*Stored items*
- - - - -

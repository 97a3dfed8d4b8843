use std::collections::BTreeMap;
use std::path::{Path, PathBuf};

pub const PASSWORD_ENV: &str = "DUPLICACY_PASSWORD";

/// A single engine command: arguments, working directory and the extra
/// environment layered over the server's own.
#[derive(Clone)]
pub struct Invocation {
    pub args: Vec<String>,
    pub working_dir: PathBuf,
    pub env: BTreeMap<String, String>,
}

impl Invocation {
    pub fn new(working_dir: impl Into<PathBuf>) -> Self {
        Self {
            args: Vec::new(),
            working_dir: working_dir.into(),
            env: BTreeMap::new(),
        }
    }

    pub fn arg(mut self, arg: impl Into<String>) -> Self {
        self.args.push(arg.into());
        self
    }

    pub fn args<I, S>(mut self, args: I) -> Self
    where
        I: IntoIterator<Item = S>,
        S: Into<String>,
    {
        self.args.extend(args.into_iter().map(Into::into));
        self
    }

    pub fn with_env<I>(mut self, env: I) -> Self
    where
        I: IntoIterator<Item = (String, String)>,
    {
        self.env.extend(env);
        self
    }

    /// Injects the storage password under the generic name and, for a named
    /// storage, under the per-storage name the engine looks up first.
    pub fn with_password(mut self, storage: &str, password: Option<&str>) -> Self {
        if let Some(password) = password.filter(|p| !p.is_empty()) {
            self.env.insert(PASSWORD_ENV.to_string(), password.to_string());
            if storage != "default" {
                self.env
                    .insert(storage_password_env(storage), password.to_string());
            }
        }
        self
    }

    /// Argument list for logs. Environment values are never included.
    pub fn describe(&self) -> String {
        self.args.join(" ")
    }
}

impl std::fmt::Debug for Invocation {
    fn fmt(&self, f: &mut std::fmt::Formatter<'_>) -> std::fmt::Result {
        f.debug_struct("Invocation")
            .field("args", &self.args)
            .field("working_dir", &self.working_dir)
            .field("env_keys", &self.env.keys().collect::<Vec<_>>())
            .finish()
    }
}

pub fn storage_password_env(storage: &str) -> String {
    let alias: String = storage
        .chars()
        .map(|c| if c.is_ascii_alphanumeric() { c.to_ascii_uppercase() } else { '_' })
        .collect();
    format!("DUPLICACY_{}_PASSWORD", alias)
}

pub fn init(
    working_dir: &Path,
    snapshot_id: &str,
    storage_url: &str,
    encrypt: bool,
) -> Invocation {
    let mut inv = Invocation::new(working_dir).arg("init");
    if encrypt {
        inv = inv.arg("-e");
    }
    inv.args([snapshot_id, storage_url])
}

pub fn backup(working_dir: &Path, storage: &str, threads: usize) -> Invocation {
    Invocation::new(working_dir)
        .args(["backup", "-stats"])
        .args(["-threads".to_string(), threads.to_string()])
        .args(["-storage", storage])
}

#[derive(Debug, Clone)]
pub struct RestoreOptions<'a> {
    pub revision: u32,
    pub overwrite: bool,
    pub threads: usize,
    pub storage: &'a str,
    pub patterns: &'a [String],
}

pub fn restore(working_dir: &Path, opts: &RestoreOptions<'_>) -> Invocation {
    let mut inv = Invocation::new(working_dir)
        .args(["restore".to_string(), "-r".to_string(), opts.revision.to_string()])
        .args(["-threads".to_string(), opts.threads.to_string()])
        .args(["-storage", opts.storage]);
    if opts.overwrite {
        inv = inv.arg("-overwrite");
    }
    let patterns: Vec<&String> = opts.patterns.iter().filter(|p| !p.trim().is_empty()).collect();
    if !patterns.is_empty() {
        inv = inv.arg("--").args(patterns.into_iter().cloned());
    }
    inv
}

pub fn list_snapshots(working_dir: &Path, storage: &str) -> Invocation {
    Invocation::new(working_dir).args(["list", "-storage", storage])
}

pub fn list_files(working_dir: &Path, storage: &str, revision: u32) -> Invocation {
    Invocation::new(working_dir)
        .args(["list", "-files"])
        .args(["-r".to_string(), revision.to_string()])
        .args(["-storage", storage])
}

pub fn copy(working_dir: &Path, from: &str, to: &str, threads: usize) -> Invocation {
    Invocation::new(working_dir)
        .args(["copy", "-from", from, "-to", to])
        .args(["-threads".to_string(), threads.to_string()])
}

#[cfg(test)]
mod tests {
    use super::*;

    #[test]
    fn test_backup_arguments() {
        let inv = backup(Path::new("/data"), "offsite", 8);
        assert_eq!(
            inv.args,
            vec!["backup", "-stats", "-threads", "8", "-storage", "offsite"]
        );
        assert_eq!(inv.working_dir, PathBuf::from("/data"));
    }

    #[test]
    fn test_restore_patterns_follow_separator() {
        let patterns = vec!["+docs/*".to_string(), "  ".to_string()];
        let inv = restore(
            Path::new("/data"),
            &RestoreOptions {
                revision: 7,
                overwrite: true,
                threads: 4,
                storage: "default",
                patterns: &patterns,
            },
        );
        assert_eq!(
            inv.args,
            vec![
                "restore", "-r", "7", "-threads", "4", "-storage", "default", "-overwrite", "--",
                "+docs/*"
            ]
        );
    }

    #[test]
    fn test_password_env_for_named_storage() {
        let inv = list_snapshots(Path::new("/data"), "s-1a2b")
            .with_password("s-1a2b", Some("hunter2"));
        assert_eq!(inv.env.get("DUPLICACY_PASSWORD").map(String::as_str), Some("hunter2"));
        assert_eq!(
            inv.env.get("DUPLICACY_S_1A2B_PASSWORD").map(String::as_str),
            Some("hunter2")
        );
    }

    #[test]
    fn test_empty_password_is_ignored() {
        let inv = list_snapshots(Path::new("/data"), "default").with_password("default", Some(""));
        assert!(inv.env.is_empty());
    }

    #[test]
    fn test_debug_output_hides_env_values() {
        let inv = init(Path::new("/data"), "laptop", "/mnt/store", true)
            .with_password("default", Some("secret-value"));
        let rendered = format!("{:?}", inv);
        assert!(rendered.contains("DUPLICACY_PASSWORD"));
        assert!(!rendered.contains("secret-value"));
        assert_eq!(inv.describe(), "init -e laptop /mnt/store");
    }
}
use axum::Router;
use std::path::Path;
use tower_http::services::{ServeDir, ServeFile};

/// Serve the single-page frontend; unknown paths get `index.html` so client
/// side routes survive a reload.
pub fn routes<S>(static_dir: &Path) -> Router<S>
where
    S: Clone + Send + Sync + 'static,
{
    let index = static_dir.join("index.html");
    Router::new().fallback_service(ServeDir::new(static_dir).fallback(ServeFile::new(index)))
}
#[derive(Deserialize)]
#[serde(rename_all = "camelCase")]
struct CreateRepoRequest {
    name: String,
    path: PathBuf,
    snapshot_id: String,
    #[serde(default)]
    storages: Vec<StorageTarget>,
    password: Option<String>,
    encrypt: Option<bool>,
    #[serde(default)]
    content_selection: Vec<String>,
    #[serde(default)]
    replication: Replication,
    schedule: Option<ScheduleRequest>,
    #[serde(default)]
    notifications: RepoNotifications,
}

async fn create_repo(
    State(manager): State<BackupManager>,
    Json(req): Json<CreateRepoRequest>,
) -> AppResult<Json<Value>> {
    let repo = manager
        .create_repository(NewRepository {
            name: req.name,
            path: req.path,
            snapshot_id: req.snapshot_id,
            storages: req.storages,
            password: req.password,
            encrypt: req.encrypt,
            content_selection: req.content_selection,
            replication: req.replication,
            schedule: req.schedule,
            notifications: req.notifications,
        })
        .await?;
    Ok(Json(json!({ "ok": true, "repo": repo.to_public_json() })))
}

#[derive(Deserialize)]
#[serde(rename_all = "camelCase")]
struct UpdateRepoRequest {
    name: Option<String>,
    content_selection: Option<Vec<String>>,
    replication: Option<Replication>,
    schedule: Option<ScheduleRequest>,
    notifications: Option<RepoNotifications>,
}

async fn update_repo(
    State(manager): State<BackupManager>,
    Path(id): Path<String>,
    Json(req): Json<UpdateRepoRequest>,
) -> AppResult<Json<Value>> {
    let repo = manager
        .update_repository(
            &id,
            RepositoryUpdate {
                name: req.name,
                content_selection: req.content_selection,
                replication: req.replication,
                schedule: req.schedule,
                notifications: req.notifications,
            },
        )
        .await?;
    Ok(Json(json!({ "ok": true, "repo": repo.to_public_json() })))
}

- - - - -

*Problem details*
Wherever a line above contains "Some", copy that line.

*Task result*
        if let Some(password) = password.filter(|p| !p.is_empty()) {
            .with_password("s-1a2b", Some("hunter2"));
        assert_eq!(inv.env.get("DUPLICACY_PASSWORD").map(String::as_str), Some("hunter2"));
            Some("hunter2")
        let inv = list_snapshots(Path::new("/data"), "default").with_password("default", Some(""));
            .with_password("default", Some("secret-value"));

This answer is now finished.